- **Material supplied**
######
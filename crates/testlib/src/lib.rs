//! In-memory fakes for the auction engine's external collaborators, plus a
//! few literal-building helpers. Everything here trades robustness for
//! convenience and must only be used from tests.

pub mod blocks;
pub mod ledger;
pub mod oracle;
pub mod pool;

use shortfall::eth;

pub fn address(tag: u64) -> eth::Address {
    eth::Address(eth::H160::from_low_u64_be(tag))
}

pub fn token(tag: u64) -> eth::TokenAddress {
    eth::TokenAddress(eth::H160::from_low_u64_be(tag))
}

pub fn pool_id(tag: u64) -> eth::PoolId {
    eth::PoolId(eth::H160::from_low_u64_be(tag))
}

/// `value` (a decimal literal like `"21000.34"`) scaled by `10^exponent`.
pub fn units(value: &str, exponent: u32) -> eth::U256 {
    let (integer, fraction) = value.split_once('.').unwrap_or((value, ""));
    assert!(
        fraction.len() as u32 <= exponent,
        "{value} has more than {exponent} fractional digits",
    );
    let digits = format!("{integer}{fraction}");
    let scale = exponent - fraction.len() as u32;
    eth::U256::from_dec_str(&digits).expect("decimal literal")
        * eth::U256::exp10(scale as usize)
}
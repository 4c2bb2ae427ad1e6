//! Resolution of insolvent lending pools by auctioning their reserve fund
//! against the unrecoverable debt accrued by their markets.
//!
//! The [`domain::Shortfall`] engine owns the per-pool auction lifecycle:
//! eligibility, auction-type selection, start-bid computation, competitive
//! bidding bounded by block heights, and atomic multi-asset settlement.
//! Everything the engine needs from the outside world (asset prices, the
//! reserve fund, the markets themselves, token custody and the block
//! counter) is reached through narrow capability traits so deployments and
//! tests inject their own implementations.

pub mod domain;
pub mod infra;
pub mod util;

pub use domain::{
    auction::{Auction, Bid, Kind, Status},
    eth,
    pool::{Market, PoolRegistering, ReserveFunding},
    settlement::{TokenTransferring, TransferError},
    shortfall::{BlockNumbering, Config, Error, Settlement, Shortfall, Update},
    valuation::{Price, Valuating, ValuationError},
};
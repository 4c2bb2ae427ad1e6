pub mod auction;
pub mod eth;
pub mod pool;
pub mod settlement;
pub mod shortfall;
pub mod valuation;

pub use {
    auction::Auction,
    shortfall::{Config, Error, Settlement, Shortfall},
};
######
- **What you are asked to do**
Everything from the line with "let scale = exponent" through the line with "engine owns the" should be written out exactly as it appears above, end lines included, and nothing outside that range.

- **Answer space**
    let scale = exponent - fraction.len() as u32;
    eth::U256::from_dec_str(&digits).expect("decimal literal")
        * eth::U256::exp10(scale as usize)
}
repository 4c2bb2ae427ad1e6
//! Resolution of insolvent lending pools by auctioning their reserve fund
//! against the unrecoverable debt accrued by their markets.
//!
//! The [`domain::Shortfall`] engine owns the per-pool auction lifecycle:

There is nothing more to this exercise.